A contra-prova é uma prerrogativa prevista na legislação que regulamenta o controle e erradicação da anemia infecciosa eqüina e do mormo no Brasil, facultada ao Médico Veterinário requisitante ou ao proprietário dos animais. Trata-se de um novo exame, realizado com a amostra conservada no laboratório. O laboratório credenciado pelo Ministério da Agricultura é obrigado a separar a amostra em duas alíquotas, sendo uma para a realização do exame e a outra lacrada e armazenada a -20 oC durante 30 dias. Esse é o período que o interessado em realizar a contra-prova deve solicitá-la ao órgão competente, normalmente a agência de defesa agropecuária ou ao próprio ministério da agricultura.
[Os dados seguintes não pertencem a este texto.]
//! Protobuf wire messages for the block-exchange protocol and dag-pb
//! nodes, plus the CID prefix carried alongside block payloads.

use cid::{Cid, Version};
use multihash_codetable::{Code, MultihashDigest};

#[derive(Clone, PartialEq, prost::Message)]
pub struct BitswapMessage {
    #[prost(message, optional, tag = "1")]
    pub wantlist: Option<Wantlist>,
    /// Legacy 1.0.0 block payloads without a prefix.
    #[prost(bytes = "vec", repeated, tag = "2")]
    pub blocks: Vec<Vec<u8>>,
    #[prost(message, repeated, tag = "3")]
    pub payload: Vec<Block>,
    #[prost(message, repeated, tag = "4")]
    pub block_presences: Vec<BlockPresence>,
    #[prost(int32, tag = "5")]
    pub pending_bytes: i32,
}

#[derive(Clone, PartialEq, prost::Message)]
pub struct Wantlist {
    #[prost(message, repeated, tag = "1")]
    pub entries: Vec<WantlistEntry>,
    #[prost(bool, tag = "2")]
    pub full: bool,
}

#[derive(Clone, PartialEq, prost::Message)]
pub struct WantlistEntry {
    #[prost(bytes = "vec", tag = "1")]
    pub block: Vec<u8>,
    #[prost(int32, tag = "2")]
    pub priority: i32,
    #[prost(bool, tag = "3")]
    pub cancel: bool,
    #[prost(enumeration = "WantType", tag = "4")]
    pub want_type: i32,
    #[prost(bool, tag = "5")]
    pub send_dont_have: bool,
}

#[derive(Clone, Copy, Debug, PartialEq, Eq, prost::Enumeration)]
#[repr(i32)]
pub enum WantType {
    Block = 0,
    Have = 1,
}

#[derive(Clone, PartialEq, prost::Message)]
pub struct Block {
    #[prost(bytes = "vec", tag = "1")]
    pub prefix: Vec<u8>,
    #[prost(bytes = "vec", tag = "2")]
    pub data: Vec<u8>,
}

#[derive(Clone, PartialEq, prost::Message)]
pub struct BlockPresence {
    #[prost(bytes = "vec", tag = "1")]
    pub cid: Vec<u8>,
    #[prost(enumeration = "BlockPresenceType", tag = "2")]
    pub presence_type: i32,
}

#[derive(Clone, Copy, Debug, PartialEq, Eq, prost::Enumeration)]
#[repr(i32)]
pub enum BlockPresenceType {
    Have = 0,
    DontHave = 1,
}

/// dag-pb node shape, links only.
#[derive(Clone, PartialEq, prost::Message)]
pub struct PbNode {
    #[prost(bytes = "vec", optional, tag = "1")]
    pub data: Option<Vec<u8>>,
    #[prost(message, repeated, tag = "2")]
    pub links: Vec<PbLink>,
}

#[derive(Clone, PartialEq, prost::Message)]
pub struct PbLink {
    #[prost(bytes = "vec", optional, tag = "1")]
    pub hash: Option<Vec<u8>>,
    #[prost(string, optional, tag = "2")]
    pub name: Option<String>,
    #[prost(uint64, optional, tag = "3")]
    pub tsize: Option<u64>,
}

/// CID prefix sent next to block payloads: version, codec, multihash
/// code and digest length, each as an unsigned varint.
#[derive(Debug, Clone, Copy, PartialEq, Eq)]
pub struct Prefix {
    pub version: u64,
    pub codec: u64,
    pub mh_type: u64,
    pub mh_len: usize,
}

impl Prefix {
    pub fn parse(mut bytes: &[u8]) -> std::io::Result<Self> {
        let mut next = || -> std::io::Result<u64> {
            let (value, rest) = unsigned_varint::decode::u64(bytes)
                .map_err(|err| std::io::Error::new(std::io::ErrorKind::InvalidData, err))?;
            bytes = rest;
            Ok(value)
        };

        let version = next()?;
        let codec = next()?;
        let mh_type = next()?;
        let mh_len = next()? as usize;

        Ok(Self {
            version,
            codec,
            mh_type,
            mh_len,
        })
    }

    pub fn to_bytes(self) -> Vec<u8> {
        let mut out = Vec::with_capacity(16);
        let mut buf = unsigned_varint::encode::u64_buffer();
        out.extend_from_slice(unsigned_varint::encode::u64(self.version, &mut buf));
        out.extend_from_slice(unsigned_varint::encode::u64(self.codec, &mut buf));
        out.extend_from_slice(unsigned_varint::encode::u64(self.mh_type, &mut buf));
        out.extend_from_slice(unsigned_varint::encode::u64(self.mh_len as u64, &mut buf));
        out
    }

    /// Hashes the payload and rebuilds the CID the prefix describes.
    pub fn to_cid(self, data: &[u8]) -> std::io::Result<Cid> {
        let code = Code::try_from(self.mh_type)
            .map_err(|err| std::io::Error::new(std::io::ErrorKind::InvalidData, err))?;
        let hash = code.digest(data);
        let version = Version::try_from(self.version)
            .map_err(|err| std::io::Error::new(std::io::ErrorKind::InvalidData, err))?;
        Cid::new(version, self.codec, hash)
            .map_err(|err| std::io::Error::new(std::io::ErrorKind::InvalidData, err))
    }
}

impl From<&Cid> for Prefix {
    fn from(cid: &Cid) -> Self {
        Self {
            version: cid.version() as u64,
            codec: cid.codec(),
            mh_type: cid.hash().code(),
            mh_len: cid.hash().size() as usize,
        }
    }
}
A solicitação é feita pelo requisitante do exame, o qual pode acompanhar a realização da contra-prova pessoalmente ou através de um representante legal. Além do médico veterinário requisitante, um representante do Ministério da Agricultura e/ou do órgão de defesa agropecuária estadual devem acompanhar a realização do exame. Entretanto, a ausência destes não inviabiliza a realização do mesmo.
Antes de iniciar a execução da contra-prova, o médico veterinário do serviço oficial de defesa agropecuária lavra uma ata de abertura dos trabalhos, que é assinada por ele, pelo responsável técnico do laboratório credenciado e pelas testemunhas. Da mesma maneira, no dia da leitura do resultado do exame, outra ata de encerramento é lavrada e assinada.
O resultado da contra-prova é comunicado diretamente ao serviço oficial de defesa agropecuária do Estado e para o Ministério da Agricultura.